Lysine modification of LDL or lipoprotein(a) by 4-hydroxynonenal or malondialdehyde decreases platelet serotonin secretion without affecting platelet aggregability and eicosanoid formation.

The effects of lysine-modified atherogenic plasma lipoproteins, known to be constituents of human atherosclerotic plaques, were studied on platelet function in vitro. LDL and lipoprotein(a) [Lp(a)] modified with secondary breakdown products of lipid peroxidation (4-hydroxy-2,3-trans-nonenal [HNE] 0.1 to 10 mmol/L or malondialdehyde [MDA] 1 to 50 mmol/L) induced neither spontaneous platelet aggregation nor secretion of 5-hydroxytryptamine (5-HT) from platelet aminestorage granules. Incubation of platelets with HNE- or MDA-modified LDL or Lp(a) (up to 1200 micrograms protein/mL) prior to thrombin (0.2 U/mL)- or collagen (2 micrograms/mL)-induced aggregation did not enhance platelet aggregability or formation of eicosanoids, ie, thromboxane A2 or prostaglandins E2 and F2 alpha. In contrast to native lipoproteins, HNE- or MDA-modified LDL and Lp(a) (approximately 20% to 30% of total apolipoprotein lysine residues modified) exerted a pronounced dose-dependent inhibition of 5-HT release from activated platelets in the following order: HNE LDL (50%) > HNE Lp(a) (40%) > MDA LDL (20%) > MDA Lp(a) (5%).
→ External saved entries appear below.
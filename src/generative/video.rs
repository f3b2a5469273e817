//! Fixed-interval polling of long-running video operations

use super::{GenerativeBackend, VideoOperation, VideoStatus};
use crate::{
    config::PollConfig,
    error::{Result, StudioError},
};
use std::time::Duration;

/// Waits for a video operation to finish
#[derive(Debug, Clone, Copy, PartialEq, Eq)]
pub struct VideoPoller {
    interval: Duration,
    max_attempts: u32,
}

impl Default for VideoPoller {
    fn default() -> Self {
        Self::from_config(&PollConfig::default())
    }
}

impl VideoPoller {
    #[must_use]
    pub fn new(interval: Duration, max_attempts: u32) -> Self {
        Self {
            interval,
            max_attempts: max_attempts.max(1),
        }
    }

    #[must_use]
    pub fn from_config(config: &PollConfig) -> Self {
        Self::new(Duration::from_millis(config.interval_ms), config.max_attempts)
    }

    #[must_use]
    pub fn interval(&self) -> Duration {
        self.interval
    }

    #[must_use]
    pub fn max_attempts(&self) -> u32 {
        self.max_attempts
    }

    /// Sleep one interval before every poll until the video is done
    ///
    /// # Errors
    /// - `StudioError::Timeout` after `max_attempts` polls without completion
    /// - Any error the backend returns while polling
    pub async fn wait(
        &self,
        backend: &dyn GenerativeBackend,
        operation: &VideoOperation,
    ) -> Result<Vec<u8>> {
        for attempt in 1..=self.max_attempts {
            tokio::time::sleep(self.interval).await;
            match backend.poll_video(operation).await? {
                VideoStatus::Done(bytes) if bytes.is_empty() => {
                    return Err(StudioError::generation("video operation returned no data"));
                }
                VideoStatus::Done(bytes) => {
                    log::debug!(
                        "Video {} ready after {} poll(s), {} bytes",
                        operation.name,
                        attempt,
                        bytes.len()
                    );
                    return Ok(bytes);
                }
                VideoStatus::Running => {
                    log::debug!("Video {} still running ({}/{})", operation.name, attempt, self.max_attempts);
                }
            }
        }
        Err(StudioError::timeout(format!(
            "video {} not ready after {} polls",
            operation.name, self.max_attempts
        )))
    }
}
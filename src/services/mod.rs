//! Frontend-independent services: encoding, file I/O and progress reporting

pub mod format;
pub mod io;
pub mod progress;

pub use format::OutputFormatHandler;
pub use io::ImageIOService;
pub use progress::{
    ConsoleProgressReporter, NoOpProgressReporter, ProcessingStage, ProgressReporter,
    ProgressTracker, ProgressUpdate, RecordingProgressReporter,
};
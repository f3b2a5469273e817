//! Camera session lifecycle against the scripted platform

use jewel_studio::{
    camera::test_utils::MockCameraPlatform, CameraController, CameraError, CameraState,
    CapabilityError, CaptureSource, ImageMime, RecoveryAction,
};
use std::sync::Arc;

#[tokio::test]
async fn test_capture_flow_from_open_to_close() {
    let platform = Arc::new(MockCameraPlatform::new().with_resolution(320, 240));
    let mut controller = CameraController::new(platform.clone());
    assert_eq!(controller.state(), CameraState::Closed);

    controller.open().await.unwrap();
    assert_eq!(controller.state(), CameraState::Streaming);
    assert_eq!(
        platform.get_call_history(),
        vec!["has_camera", "open_stream:preferred"]
    );

    assert_eq!(controller.set_zoom(3.0), Ok(3.0));
    controller.set_torch(true).unwrap();

    let captured = controller.capture().await.unwrap();
    assert_eq!(controller.state(), CameraState::Streaming);
    assert_eq!(captured.mime, ImageMime::Jpeg);
    assert_eq!(captured.source, CaptureSource::Camera);
    assert_eq!((captured.width, captured.height), (320, 240));
    assert_eq!(ImageMime::sniff(&captured.bytes), Some(ImageMime::Jpeg));

    controller.close();
    assert_eq!(controller.state(), CameraState::Closed);
    assert!(!controller.torch_enabled());
    assert_eq!(controller.zoom(), None);

    let events = platform.stream_events();
    let torch_off = events.iter().position(|e| e == "apply:torch=false").unwrap();
    let stopped = events.iter().position(|e| e == "stop_tracks").unwrap();
    assert!(torch_off < stopped);
}

#[tokio::test]
async fn test_rejected_constraints_retry_once_with_fallback() {
    let platform = Arc::new(MockCameraPlatform::new_failing_preferred());
    let mut controller = CameraController::new(platform.clone());

    controller.open().await.unwrap();

    assert_eq!(controller.state(), CameraState::Streaming);
    assert_eq!(
        platform.get_call_history(),
        vec!["has_camera", "open_stream:preferred", "open_stream:fallback"]
    );
}

#[tokio::test]
async fn test_permission_denied_returns_to_closed() {
    let platform = Arc::new(MockCameraPlatform::new_failing_all(
        CameraError::PermissionDenied("NotAllowedError".to_string()),
    ));
    let mut controller = CameraController::new(platform.clone());

    let err = controller.open().await.unwrap_err();

    assert_eq!(controller.state(), CameraState::Closed);
    assert!(matches!(
        controller.last_error(),
        Some(CameraError::PermissionDenied(_))
    ));
    assert_eq!(err.user_message().recovery, RecoveryAction::Retry);
    assert_eq!(platform.get_call_history().len(), 3);
}

#[tokio::test]
async fn test_no_camera_never_requests_a_stream() {
    let platform = Arc::new(MockCameraPlatform::no_camera());
    let mut controller = CameraController::new(platform.clone());

    let err = controller.open().await.unwrap_err();

    assert_eq!(controller.state(), CameraState::Closed);
    assert_eq!(err.user_message().recovery, RecoveryAction::Reselect);
    assert!(!platform
        .get_call_history()
        .iter()
        .any(|c| c.starts_with("open_stream")));
}

#[tokio::test]
async fn test_rejected_controls_keep_streaming() {
    let platform = Arc::new(MockCameraPlatform::new().rejecting_controls());
    let mut controller = CameraController::new(platform);

    controller.open().await.unwrap();
    assert_eq!(controller.state(), CameraState::Streaming);
    assert_eq!(controller.zoom(), None);

    let err = controller.set_torch(true).unwrap_err();
    assert!(matches!(err, CapabilityError::Rejected { control: "torch", .. }));
    assert!(!controller.torch_enabled());
    assert!(controller.capture().await.is_ok());
}

#[tokio::test]
async fn test_drop_releases_the_stream() {
    let platform = Arc::new(MockCameraPlatform::new());
    {
        let mut controller = CameraController::new(platform.clone());
        controller.open().await.unwrap();
    }
    assert_eq!(
        platform
            .stream_events()
            .iter()
            .filter(|e| *e == "stop_tracks")
            .count(),
        1
    );
}
//! Sharing with clipboard fallback
//!
//! The platform share sheet and the clipboard sit behind [`ShareSurface`].
//! [`share_or_copy`] prefers the share sheet and falls back to copying the
//! link whenever sharing is unavailable, the URL is not absolute, or the
//! share attempt fails.

use crate::error::{Result, StudioError};
use async_trait::async_trait;
use std::sync::{Arc, Mutex};

/// Default share title
pub const DEFAULT_SHARE_TITLE: &str = "Vilaça Joias Studio";

/// Default share text
pub const DEFAULT_SHARE_TEXT: &str =
    "Transforme suas fotos de joias em imagens profissionais para site com um clique!";

/// What gets shared
#[derive(Debug, Clone, PartialEq, Eq)]
pub struct SharePayload {
    pub title: String,
    pub text: String,
    pub url: String,
}

impl SharePayload {
    /// Payload with the default title and text
    #[must_use]
    pub fn for_url<S: Into<String>>(url: S) -> Self {
        Self {
            title: DEFAULT_SHARE_TITLE.to_string(),
            text: DEFAULT_SHARE_TEXT.to_string(),
            url: url.into(),
        }
    }

    /// Share sheets only accept absolute http(s) URLs
    #[must_use]
    pub fn has_shareable_url(&self) -> bool {
        self.url.starts_with("http://") || self.url.starts_with("https://")
    }
}

/// How a payload left the app
#[derive(Debug, Clone, Copy, PartialEq, Eq)]
pub enum ShareOutcome {
    Shared,
    Copied,
}

/// Platform share sheet and clipboard
#[async_trait]
pub trait ShareSurface: Send + Sync {
    fn can_share(&self) -> bool;

    async fn share(&self, payload: &SharePayload) -> Result<()>;

    async fn copy_to_clipboard(&self, text: &str) -> Result<()>;
}

/// Share `payload`, falling back to copying its URL
///
/// # Errors
/// - `StudioError::Share` when both sharing and copying fail
pub async fn share_or_copy(surface: &dyn ShareSurface, payload: &SharePayload) -> Result<ShareOutcome> {
    if surface.can_share() && payload.has_shareable_url() {
        match surface.share(payload).await {
            Ok(()) => return Ok(ShareOutcome::Shared),
            Err(e) => log::warn!("Share failed, copying link instead: {e}"),
        }
    }
    surface
        .copy_to_clipboard(&payload.url)
        .await
        .map_err(|e| StudioError::share(format!("could not copy link: {e}")))?;
    Ok(ShareOutcome::Copied)
}

/// Scripted share surface
#[derive(Debug, Clone, Default)]
pub struct MockShareSurface {
    can_share: bool,
    fail_share: bool,
    fail_copy: bool,
    shared: Arc<Mutex<Vec<SharePayload>>>,
    clipboard: Arc<Mutex<Vec<String>>>,
}

impl MockShareSurface {
    /// Surface with a working share sheet
    #[must_use]
    pub fn new() -> Self {
        Self {
            can_share: true,
            ..Self::default()
        }
    }

    /// Surface without a share sheet (desktop browsers)
    #[must_use]
    pub fn clipboard_only() -> Self {
        Self::default()
    }

    #[must_use]
    pub fn failing_share(mut self) -> Self {
        self.fail_share = true;
        self
    }

    #[must_use]
    pub fn failing_clipboard(mut self) -> Self {
        self.fail_copy = true;
        self
    }

    #[must_use]
    pub fn shared(&self) -> Vec<SharePayload> {
        self.shared.lock().map(|s| s.clone()).unwrap_or_default()
    }

    #[must_use]
    pub fn clipboard(&self) -> Vec<String> {
        self.clipboard.lock().map(|c| c.clone()).unwrap_or_default()
    }
}

#[async_trait]
impl ShareSurface for MockShareSurface {
    fn can_share(&self) -> bool {
        self.can_share
    }

    async fn share(&self, payload: &SharePayload) -> Result<()> {
        if self.fail_share {
            return Err(StudioError::share("AbortError"));
        }
        if let Ok(mut shared) = self.shared.lock() {
            shared.push(payload.clone());
        }
        Ok(())
    }

    async fn copy_to_clipboard(&self, text: &str) -> Result<()> {
        if self.fail_copy {
            return Err(StudioError::share("clipboard unavailable"));
        }
        if let Ok(mut clipboard) = self.clipboard.lock() {
            clipboard.push(text.to_string());
        }
        Ok(())
    }
}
Preincubation of human blood platelets with acetylated LDL or Lp(a) (approximately 60% to 70% of total lysine residues modified) prior to aggregation impaired serotonin secretion by 50% compared with native LDL or Lp(a). These findings suggest that the interaction of platelets with aldehyde-modified atherogenic plasma lipoproteins should not necessarily be considered as proatherogenic with respect to the effects observed in our in vitro studies.